To deconstruct the shared aetiology of this comorbidity, we triangulated evidence from nonlinear machine learning (Random Forest with SHAP) and count-based negative binomial regression (NBR) using prevalent cases with a log(population) offset. SHAP consistently highlighted metabolic dysfunction (high fasting plasma glucose, high body-mass index, and low physical activity) and westernised dietary patterns (e.g., high red meat intake, low vegetable intake, and high sugar-sweetened beverage consumption) as key contributors. In pooled multivariable NBR, asthma was positively associated with high fasting plasma glucose (RR:1.13, 95% CI:1.08–1.19), low physical activity (1.16, 1.02–1.33), high red meat intake (1.66, 1.51–1.84), low vegetable intake (1.56, 1.11–2.20), and suboptimal breastfeeding (1.36, 1.23–1.52).
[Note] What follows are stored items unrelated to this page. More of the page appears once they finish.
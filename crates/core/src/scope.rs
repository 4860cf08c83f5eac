// SPDX-License-Identifier: BUSL-1.1
// Copyright (c) 2026 Alfred Jean LLC

//! Explicit logging scopes.
//!
//! A `ScopeStack` is an immutable value passed down the call chain.
//! Pushing returns a new stack sharing the parent's nodes, so callers can
//! hand stacks across tasks without copying or synchronizing.

use std::sync::Arc;

#[derive(Debug)]
struct ScopeNode {
    value: String,
    parent: Option<Arc<ScopeNode>>,
    depth: usize,
}

/// Immutable stack of scope labels, innermost last.
#[derive(Debug, Clone, Default)]
pub struct ScopeStack {
    head: Option<Arc<ScopeNode>>,
}

impl ScopeStack {
    pub fn new() -> Self {
        Self::default()
    }

    /// Return a new stack with `value` as the innermost scope.
    #[must_use]
    pub fn push(&self, value: impl Into<String>) -> Self {
        let depth = self.len() + 1;
        Self {
            head: Some(Arc::new(ScopeNode {
                value: value.into(),
                parent: self.head.clone(),
                depth,
            })),
        }
    }

    pub fn len(&self) -> usize {
        self.head.as_ref().map_or(0, |node| node.depth)
    }

    pub fn is_empty(&self) -> bool {
        self.head.is_none()
    }

    /// Innermost scope, if any.
    pub fn current(&self) -> Option<&str> {
        self.head.as_deref().map(|node| node.value.as_str())
    }

    /// Scope labels, outermost first.
    pub fn to_vec(&self) -> Vec<&str> {
        let mut values = Vec::with_capacity(self.len());
        let mut node = self.head.as_deref();
        while let Some(n) = node {
            values.push(n.value.as_str());
            node = n.parent.as_deref();
        }
        values.reverse();
        values
    }
}

#[cfg(test)]
#[path = "scope_tests.rs"]
mod tests;
// SPDX-License-Identifier: BUSL-1.1
// Copyright (c) 2026 Alfred Jean LLC

//! Reusable scratch buffers for formatting entries.
//!
//! Buffers are grouped by capacity class. Renting picks the smallest class
//! that fits the hint; dropping a `PooledBuffer` clears it and returns it
//! to its class unless the class is already full or the buffer grew far
//! past the largest class.

use parking_lot::Mutex;
use std::ops::{Deref, DerefMut};
use std::sync::Arc;

const SIZE_CLASSES: [usize; 4] = [256, 1024, 4096, 16384];

/// Buffers retained per class.
const MAX_PER_CLASS: usize = 32;

#[derive(Debug, Default)]
struct PoolInner {
    classes: [Mutex<Vec<String>>; SIZE_CLASSES.len()],
}

/// Pool of `String` scratch buffers keyed by size class.
#[derive(Debug, Clone, Default)]
pub struct BufferPool {
    inner: Arc<PoolInner>,
}

impl BufferPool {
    pub fn new() -> Self {
        Self::default()
    }

    /// Rent an empty buffer with at least `size_hint` capacity.
    pub fn rent(&self, size_hint: usize) -> PooledBuffer {
        let class = class_for(size_hint);
        let mut buf = self.inner.classes[class]
            .lock()
            .pop()
            .unwrap_or_else(|| String::with_capacity(SIZE_CLASSES[class].max(size_hint)));
        buf.reserve(size_hint);
        PooledBuffer {
            buf,
            pool: Arc::clone(&self.inner),
        }
    }

    /// Number of idle buffers currently held.
    pub fn idle(&self) -> usize {
        self.inner.classes.iter().map(|c| c.lock().len()).sum()
    }
}

fn class_for(size: usize) -> usize {
    SIZE_CLASSES
        .iter()
        .position(|&class| size <= class)
        .unwrap_or(SIZE_CLASSES.len() - 1)
}

/// A rented buffer; returned to the pool on drop.
#[derive(Debug)]
pub struct PooledBuffer {
    buf: String,
    pool: Arc<PoolInner>,
}

impl Deref for PooledBuffer {
    type Target = String;

    fn deref(&self) -> &String {
        &self.buf
    }
}

impl DerefMut for PooledBuffer {
    fn deref_mut(&mut self) -> &mut String {
        &mut self.buf
    }
}

impl Drop for PooledBuffer {
    fn drop(&mut self) {
        let capacity = self.buf.capacity();
        if capacity > SIZE_CLASSES[SIZE_CLASSES.len() - 1] * 4 {
            return;
        }
        // File under the largest class the buffer can fully serve.
        let Some(class) = SIZE_CLASSES.iter().rposition(|&class| capacity >= class) else {
            return;
        };
        let mut buf = std::mem::take(&mut self.buf);
        buf.clear();
        let mut slot = self.pool.classes[class].lock();
        if slot.len() < MAX_PER_CLASS {
            slot.push(buf);
        }
    }
}

#[cfg(test)]
#[path = "buffer_pool_tests.rs"]
mod tests;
For GERD, positive associations were observed for high fasting plasma glucose (1.03, 1.00–1.06), high sugar-sweetened beverage intake (1.51, 1.25–1.82), and suboptimal breastfeeding (1.34, 1.27–1.42). These findings are consistent with the “common soil” hypothesis in which upstream metabolic and lifestyle exposures jointly shape digestive and respiratory morbidity (31–34). Importantly, formal exposure-by-region interaction models demonstrated substantial effect modification for most exposures, indicating that both the magnitude and direction of associations can differ across epidemiological transition contexts and health system environments (20).
Although East Asia currently has the lowest GERD age-standardised prevalence rate (ASPR) among the three regions, its enormous population base results in an extremely high absolute case burden (35). Our trend analysis revealed a “synchronous surge” pattern, characterised by parallel increases in the prevalence of both GERD and asthma (with positive AAPCs) and an absence of a time lag. In interaction NBR models, a 1-SD increase in fasting plasma glucose was associated with higher asthma rates in East Asia (RR approximately 1.23) but only a near-null association with GERD (RR approximately 1.01), suggesting that metabolic dysregulation may contribute more strongly to the respiratory burden in this ageing population. The SEM analysis indicated that High fasting plasma glucose drives both diseases with comparable strength, suggesting that the comorbidity pattern in East Asia is primarily driven by synchronous escalation of both disease burdens fueled by related metabolic abnormalities. Furthermore, our age-correlation analysis found that this comorbidity is weaker in younger adults but intensifies sharply among the elderly population (>70 years). Therefore, we attribute this regional pattern to the synergistic effect of rapid metabolic transition and population ageing. In East Asia, the interplay of declining physiological function associated with ageing and cumulative metabolic exposure (36) fosters a distinct form of “geriatric comorbidity.” This also partly explains the previously observed phenomenon in GERD burden studies for East Asia: a low age-standardised prevalence but a high absolute burden.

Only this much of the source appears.